Она не сразу узнала, что он – поэт. Узнав, удивилась и ощетинилась. Долго не могла успокоиться: поэт, пишет стихи, и – с ней! Разве такое может быть?! Она так была потрясена, что целый день говорила с ним не по-людски: о важном (о том, что ему могло показаться важным), сложными предложениями, вставляя всюду словечко «ибо».
Стыдно, стыдно вспомнить…
Надя и сейчас покраснела. Вечерело. Моросил легкий дождик – сеянчик. Она была без зонта и прибавила шагу. Скорее, скорее домой!
Ждет небось – она нынче припозднилась.
А может, и не ждет – два дня уже она одна, он у себя работает. Бывают такие дни, когда ему почему-то не пишется при ней; даже если она в стороне от него – в кухне. Она бродит по дому, не зная, за что приняться, в конце концов тоже садится за работу, но прибегает к нему раз по десять на дню – просто чтоб взглянуть на него. Посмотрит – будто воды живой напьется, глядишь – и у нее работа пойдет живее.

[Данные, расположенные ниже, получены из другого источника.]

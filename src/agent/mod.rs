//! Trait seams for the external RL collaborators
//!
//! The pipeline never runs inference, simulates environments or owns a
//! serialization format itself. Callers plug their framework in behind
//! these traits and the pipeline orchestrates the calls.

#[cfg(feature = "burn-models")]
mod burn_artifact;

#[cfg(feature = "burn-models")]
pub use burn_artifact::BurnArtifact;

use serde::{Deserialize, Serialize};
use std::fs;
use std::path::{Path, PathBuf};

use crate::error::Result;

/// Result of a single environment step
#[derive(Debug, Clone)]
pub struct StepOutcome {
    /// Next observation
    pub obs: Vec<f32>,
    /// Reward for the transition
    pub reward: f64,
    /// Episode terminated (or was truncated) after this step
    pub done: bool,
}

/// A trained policy, queried for actions during evaluation and replay
///
/// Stateful so recurrent policies can carry hidden state between steps.
pub trait Policy {
    /// Select an action for the given observation
    fn act(&mut self, obs: &[f32], deterministic: bool) -> Result<Vec<f32>>;

    /// Clear any internal state at episode boundaries
    fn reset_state(&mut self) {}
}

/// Environment used for evaluation and replay recording
pub trait EvalEnv {
    /// Identifier of the environment (e.g. "CartPole-v1")
    fn env_id(&self) -> &str;

    /// Reset the environment, returning the initial observation
    fn reset(&mut self) -> Result<Vec<f32>>;

    /// Apply an action
    fn step(&mut self, action: &[f32]) -> Result<StepOutcome>;

    /// Frame dimensions in pixels, if the env can render
    fn frame_size(&self) -> Option<(u32, u32)> {
        None
    }

    /// Render the current state as a packed RGB24 frame
    /// (`width * height * 3` bytes, row-major)
    fn render_frame(&mut self) -> Result<Vec<u8>> {
        Err(crate::error::AgentPackError::Replay(
            "environment does not support rendering".to_string(),
        ))
    }

    /// Whether this env should be evaluated with stochastic actions even
    /// when the caller asked for deterministic ones (Atari-style envs)
    fn prefers_stochastic_eval(&self) -> bool {
        false
    }
}

/// A saveable trained model, the stand-in for the RL framework's own
/// serialization
pub trait ModelArtifact {
    /// Name of the algorithm (DQN, PPO, SAC, ...)
    fn algo_name(&self) -> &str;

    /// Hyperparameters used for training, embedded into the staged
    /// `config.json` and the model card
    fn hyperparams(&self) -> serde_json::Value {
        serde_json::Value::Object(serde_json::Map::new())
    }

    /// Write the model weights under `dest_dir`, returning the written path
    fn save(&self, dest_dir: &Path, model_name: &str) -> Result<PathBuf>;
}

/// Observation normalization statistics captured during training
///
/// Saved alongside the model so downstream consumers can reproduce the
/// exact observation scaling at inference time.
#[derive(Debug, Clone, Serialize, Deserialize)]
pub struct NormalizationStats {
    /// Running mean per observation dimension
    pub obs_mean: Vec<f64>,
    /// Running variance per observation dimension
    pub obs_var: Vec<f64>,
    /// Observations are clipped to [-clip_obs, clip_obs] after scaling
    pub clip_obs: f64,
    /// Variance floor to avoid division by zero
    pub epsilon: f64,
    /// Stats still update on new observations
    pub training: bool,
    /// Rewards are normalized as well
    pub norm_reward: bool,
}

impl NormalizationStats {
    pub fn new(obs_mean: Vec<f64>, obs_var: Vec<f64>, clip_obs: f64) -> Self {
        Self {
            obs_mean,
            obs_var,
            clip_obs,
            epsilon: 1e-8,
            training: true,
            norm_reward: true,
        }
    }

    /// Mark the stats eval-only: no further updates, no reward scaling.
    /// Done before saving so published stats are frozen.
    pub fn freeze(&mut self) {
        self.training = false;
        self.norm_reward = false;
    }

    /// Normalize an observation with the captured statistics
    pub fn normalize_obs(&self, obs: &[f32]) -> Vec<f32> {
        obs.iter()
            .zip(self.obs_mean.iter().zip(self.obs_var.iter()))
            .map(|(x, (mean, var))| {
                let scaled = (*x as f64 - mean) / (var + self.epsilon).sqrt();
                scaled.clamp(-self.clip_obs, self.clip_obs) as f32
            })
            .collect()
    }

    /// Write the stats as JSON under `path`
    pub fn save(&self, path: &Path) -> Result<()> {
        let json = serde_json::to_string_pretty(self)?;
        fs::write(path, json)?;
        Ok(())
    }

    /// Load stats previously written by [`NormalizationStats::save`]
    pub fn load(path: &Path) -> Result<Self> {
        let json = fs::read_to_string(path)?;
        Ok(serde_json::from_str(&json)?)
    }
}

#[cfg(test)]
mod tests {
    use super::*;

    #[test]
    fn test_freeze_disables_training_and_reward_norm() {
        let mut stats = NormalizationStats::new(vec![0.0], vec![1.0], 10.0);
        assert!(stats.training);
        assert!(stats.norm_reward);

        stats.freeze();
        assert!(!stats.training);
        assert!(!stats.norm_reward);
    }

    #[test]
    fn test_normalize_obs_centers_and_clips() {
        let stats = NormalizationStats::new(vec![1.0, 0.0], vec![4.0, 1.0], 2.0);

        let normalized = stats.normalize_obs(&[3.0, 100.0]);
        assert!((normalized[0] - 1.0).abs() < 1e-4);
        // Far outlier is clipped to clip_obs
        assert!((normalized[1] - 2.0).abs() < 1e-4);
    }

    #[test]
    fn test_save_load_round_trip() {
        let dir = tempfile::tempdir().unwrap();
        let path = dir.path().join("vec_normalize.json");

        let mut stats = NormalizationStats::new(vec![0.5, -0.5], vec![1.5, 2.5], 10.0);
        stats.freeze();
        stats.save(&path).unwrap();

        let loaded = NormalizationStats::load(&path).unwrap();
        assert_eq!(loaded.obs_mean, vec![0.5, -0.5]);
        assert!(!loaded.training);
    }
}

Всё это хорошо… Всё бы хорошо… Но эта фотография…
Третьего дня он послал ее за какими-то бумагами в нетопленый свой дом, она выдвинула не тот ящик и на дне, под тетрадями (обычными, общими, по сорок восемь копеек – ее очень удивляло, что стихи пишут в таких вот обыкновенных школьных тетрадках), увидела лицо той…
В самом начале, когда ночи казались случайностью, когда каждый раз она мучительно ждала: придет – не придет, они рассказали каждый о себе. У той, которая и была причиной его бегства сюда, в этот поселок, затерянный в горах, оказалось удивительное имя – Гудрун. Конечно, поэту и нужна женщина с таким именем…
Фотография, разорванная когда-то, была тщательно восстановлена: обрывки подогнаны один к другому и наклеены на плотную бумагу.
Женщина была снята в беге (стремилась к фотографу): волосы взлетели, лицо запрокинуто, рот разинут в хохоте. Невозможно было понять, красавица она или уродка. Надломленные пряди волос, точно светлые молнии, один глаз чуть выше другого, и вся она – будто сквозь решетку, асимметричную, легкую, но решетку; кажется, еще мгновение – и женщина расшибется об эту, невидимую для нее, преграду.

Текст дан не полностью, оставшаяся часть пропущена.